# [DATA SECTION]
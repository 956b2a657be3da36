use std::collections::HashMap;
use std::sync::OnceLock;

/// Mask for the opcode field (bits 6..0).
pub const OPCODE_MASK: u32 = 0x7F;

/// Opcode field value of the halt sentinel.
pub const HALT_OPCODE: u8 = 0x7F;

/// The halt sentinel word. Only its opcode field is significant on decode.
pub const HALT_WORD: u32 = 0xFFFF_FFFF;

/// Listing mnemonic for the halt sentinel.
pub const HALT_MNEMONIC: &str = "SON";

/// Assigned opcodes, numbered by their 7-bit `OP` field value.
#[derive(Debug, Clone, Copy, PartialEq, Eq, Hash)]
#[cfg_attr(feature = "serde", derive(serde::Deserialize, serde::Serialize))]
#[repr(u8)]
#[allow(missing_docs)]
pub enum Opcode {
    Add = 0,
    Sub = 1,
    Addi = 2,
    Subi = 3,
    Xor = 4,
    Xori = 5,
    And = 6,
    Jalr = 7,
    Beq = 8,
    Bge = 9,
    Blt = 10,
    Jal = 11,
    Lw = 12,
    Sw = 13,
    Lb = 14,
    Sb = 15,
    Srl = 16,
    Sra = 17,
    Slti = 18,
    Srai = 19,
}

impl Opcode {
    /// Converts a 7-bit opcode field into an assigned opcode.
    #[must_use]
    pub const fn from_u7(op: u8) -> Option<Self> {
        match op {
            0 => Some(Self::Add),
            1 => Some(Self::Sub),
            2 => Some(Self::Addi),
            3 => Some(Self::Subi),
            4 => Some(Self::Xor),
            5 => Some(Self::Xori),
            6 => Some(Self::And),
            7 => Some(Self::Jalr),
            8 => Some(Self::Beq),
            9 => Some(Self::Bge),
            10 => Some(Self::Blt),
            11 => Some(Self::Jal),
            12 => Some(Self::Lw),
            13 => Some(Self::Sw),
            14 => Some(Self::Lb),
            15 => Some(Self::Sb),
            16 => Some(Self::Srl),
            17 => Some(Self::Sra),
            18 => Some(Self::Slti),
            19 => Some(Self::Srai),
            _ => None,
        }
    }

    /// Returns the 7-bit opcode field value.
    #[must_use]
    pub const fn as_u8(self) -> u8 {
        self as u8
    }

    /// Returns the instruction class that selects the operand layout.
    #[must_use]
    pub const fn class(self) -> InstructionClass {
        match self {
            Self::Add | Self::Sub | Self::Xor | Self::And | Self::Srl | Self::Sra => {
                InstructionClass::R
            }
            Self::Addi
            | Self::Subi
            | Self::Xori
            | Self::Jalr
            | Self::Lw
            | Self::Lb
            | Self::Slti
            | Self::Srai => InstructionClass::I,
            Self::Sw | Self::Sb => InstructionClass::S,
            Self::Beq | Self::Bge | Self::Blt => InstructionClass::B,
            Self::Jal => InstructionClass::J,
        }
    }

    /// Returns the cost bucket charged when this opcode retires.
    ///
    /// `srai` decodes with the I layout but belongs to no bucket, so it
    /// retires at zero cycles.
    #[must_use]
    pub const fn cost_class(self) -> Option<InstructionClass> {
        match self {
            Self::Srai => None,
            _ => Some(self.class()),
        }
    }

    /// Returns the canonical lower-case listing mnemonic.
    #[must_use]
    pub const fn mnemonic(self) -> &'static str {
        match self {
            Self::Add => "add",
            Self::Sub => "sub",
            Self::Addi => "addi",
            Self::Subi => "subi",
            Self::Xor => "xor",
            Self::Xori => "xori",
            Self::And => "and",
            Self::Jalr => "jalr",
            Self::Beq => "beq",
            Self::Bge => "bge",
            Self::Blt => "blt",
            Self::Jal => "jal",
            Self::Lw => "lw",
            Self::Sw => "sw",
            Self::Lb => "lb",
            Self::Sb => "sb",
            Self::Srl => "srl",
            Self::Sra => "sra",
            Self::Slti => "slti",
            Self::Srai => "srai",
        }
    }
}

/// Instruction classes. `S` and `B` share one decode layout but are
/// separate cost buckets.
#[derive(Debug, Clone, Copy, PartialEq, Eq, Hash)]
#[cfg_attr(feature = "serde", derive(serde::Deserialize, serde::Serialize))]
pub enum InstructionClass {
    /// Register-register.
    R,
    /// Register-immediate, loads, `jalr`.
    I,
    /// Stores.
    S,
    /// Conditional branches.
    B,
    /// `jal`.
    J,
    /// Halt sentinel.
    Halt,
    /// Opcode not present in the table.
    Invalid,
}

impl InstructionClass {
    /// Every class that carries a configurable cycle cost, in report order.
    pub const COSTED: [Self; 5] = [Self::R, Self::I, Self::S, Self::B, Self::J];

    /// Returns the operand field layout for this class, if it has one.
    #[must_use]
    pub const fn format(self) -> Option<InstructionFormat> {
        match self {
            Self::R => Some(InstructionFormat::R),
            Self::I => Some(InstructionFormat::I),
            Self::S | Self::B => Some(InstructionFormat::SB),
            Self::J => Some(InstructionFormat::J),
            Self::Halt | Self::Invalid => None,
        }
    }

    /// Short label used by reports and logs.
    #[must_use]
    pub const fn label(self) -> &'static str {
        match self {
            Self::R => "R",
            Self::I => "I",
            Self::S => "S",
            Self::B => "B",
            Self::J => "J",
            Self::Halt => "HALT",
            Self::Invalid => "INVALID",
        }
    }
}

/// Physical operand layouts of a 32-bit instruction word.
#[derive(Debug, Clone, Copy, PartialEq, Eq, Hash)]
pub enum InstructionFormat {
    /// `rd[11:7] rs1[19:15] rs2[24:20]`.
    R,
    /// `rd[11:7] rs1[19:15] imm[31:20]`.
    I,
    /// `imm[4:0]@[11:7] rs1[19:15] rs2[24:20] imm[11:5]@[31:25]`.
    SB,
    /// `rd[11:7] imm[31:12]`.
    J,
}

/// Single source-of-truth mnemonic/opcode table.
pub const OPCODE_TABLE: &[(&str, Opcode)] = &[
    ("add", Opcode::Add),
    ("sub", Opcode::Sub),
    ("addi", Opcode::Addi),
    ("subi", Opcode::Subi),
    ("xor", Opcode::Xor),
    ("xori", Opcode::Xori),
    ("and", Opcode::And),
    ("jalr", Opcode::Jalr),
    ("beq", Opcode::Beq),
    ("bge", Opcode::Bge),
    ("blt", Opcode::Blt),
    ("jal", Opcode::Jal),
    ("lw", Opcode::Lw),
    ("sw", Opcode::Sw),
    ("lb", Opcode::Lb),
    ("sb", Opcode::Sb),
    ("srl", Opcode::Srl),
    ("sra", Opcode::Sra),
    ("slti", Opcode::Slti),
    ("srai", Opcode::Srai),
];

/// Extracts the 7-bit opcode field from an instruction word.
#[must_use]
#[allow(clippy::cast_possible_truncation)]
pub const fn opcode_field(word: u32) -> u8 {
    (word & OPCODE_MASK) as u8
}

/// Maps a 7-bit opcode field to its instruction class.
#[must_use]
pub const fn classify_opcode(op: u8) -> InstructionClass {
    if op == HALT_OPCODE {
        return InstructionClass::Halt;
    }
    match Opcode::from_u7(op) {
        Some(opcode) => opcode.class(),
        None => InstructionClass::Invalid,
    }
}

/// Resolves a mnemonic (case-insensitive) against the opcode table.
#[must_use]
pub fn opcode_for_mnemonic(name: &str) -> Option<Opcode> {
    static BY_NAME: OnceLock<HashMap<&'static str, Opcode>> = OnceLock::new();
    let table = BY_NAME.get_or_init(|| OPCODE_TABLE.iter().copied().collect());

    table.get(name.to_ascii_lowercase().as_str()).copied()
}

#[cfg(test)]
mod tests {
    use std::collections::HashSet;

    use rstest::rstest;

    use super::{
        classify_opcode, opcode_field, opcode_for_mnemonic, InstructionClass, InstructionFormat,
        Opcode, HALT_OPCODE, HALT_WORD, OPCODE_TABLE,
    };

    #[test]
    fn table_has_twenty_unique_entries() {
        assert_eq!(OPCODE_TABLE.len(), 20);
        let names: HashSet<_> = OPCODE_TABLE.iter().map(|(name, _)| *name).collect();
        let opcodes: HashSet<_> = OPCODE_TABLE.iter().map(|(_, op)| *op).collect();
        assert_eq!(names.len(), OPCODE_TABLE.len());
        assert_eq!(opcodes.len(), OPCODE_TABLE.len());
    }

    #[test]
    fn every_table_entry_roundtrips_through_lookups() {
        for (name, opcode) in OPCODE_TABLE {
            assert_eq!(opcode_for_mnemonic(name), Some(*opcode));
            assert_eq!(opcode.mnemonic(), *name);
            assert_eq!(Opcode::from_u7(opcode.as_u8()), Some(*opcode));
        }
    }

    #[test]
    fn mnemonic_lookup_ignores_case_and_rejects_unknowns() {
        assert_eq!(opcode_for_mnemonic("ADDI"), Some(Opcode::Addi));
        assert_eq!(opcode_for_mnemonic("mul"), None);
        assert_eq!(opcode_for_mnemonic(""), None);
    }

    #[rstest]
    #[case(0, InstructionClass::R)]
    #[case(2, InstructionClass::I)]
    #[case(7, InstructionClass::I)]
    #[case(8, InstructionClass::B)]
    #[case(11, InstructionClass::J)]
    #[case(13, InstructionClass::S)]
    #[case(15, InstructionClass::S)]
    #[case(17, InstructionClass::R)]
    #[case(19, InstructionClass::I)]
    #[case(20, InstructionClass::Invalid)]
    #[case(0x40, InstructionClass::Invalid)]
    #[case(HALT_OPCODE, InstructionClass::Halt)]
    fn classify_matches_opcode_table(#[case] op: u8, #[case] expected: InstructionClass) {
        assert_eq!(classify_opcode(op), expected);
    }

    #[test]
    fn srai_has_the_i_layout_but_no_cost_bucket() {
        assert_eq!(Opcode::Srai.class(), InstructionClass::I);
        assert_eq!(Opcode::Srai.cost_class(), None);
        for (_, opcode) in OPCODE_TABLE.iter().filter(|(_, op)| *op != Opcode::Srai) {
            assert_eq!(opcode.cost_class(), Some(opcode.class()));
        }
    }

    #[test]
    fn store_and_branch_share_one_layout() {
        assert_eq!(InstructionClass::S.format(), Some(InstructionFormat::SB));
        assert_eq!(InstructionClass::B.format(), Some(InstructionFormat::SB));
        assert_eq!(InstructionClass::Halt.format(), None);
        assert_eq!(InstructionClass::Invalid.format(), None);
    }

    #[test]
    fn halt_word_opcode_field_is_halt() {
        assert_eq!(opcode_field(HALT_WORD), HALT_OPCODE);
        assert_eq!(opcode_field(0x1234_5680), 0x00);
    }
}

# [PROBLEM TO WORK ON]
Check each line above for the word "Subi" and copy every line that has it.

# [OUTPUT FOR THIS TASK]
    Subi = 3,
            3 => Some(Self::Subi),
            | Self::Subi
            Self::Subi => "subi",
    ("subi", Opcode::Subi),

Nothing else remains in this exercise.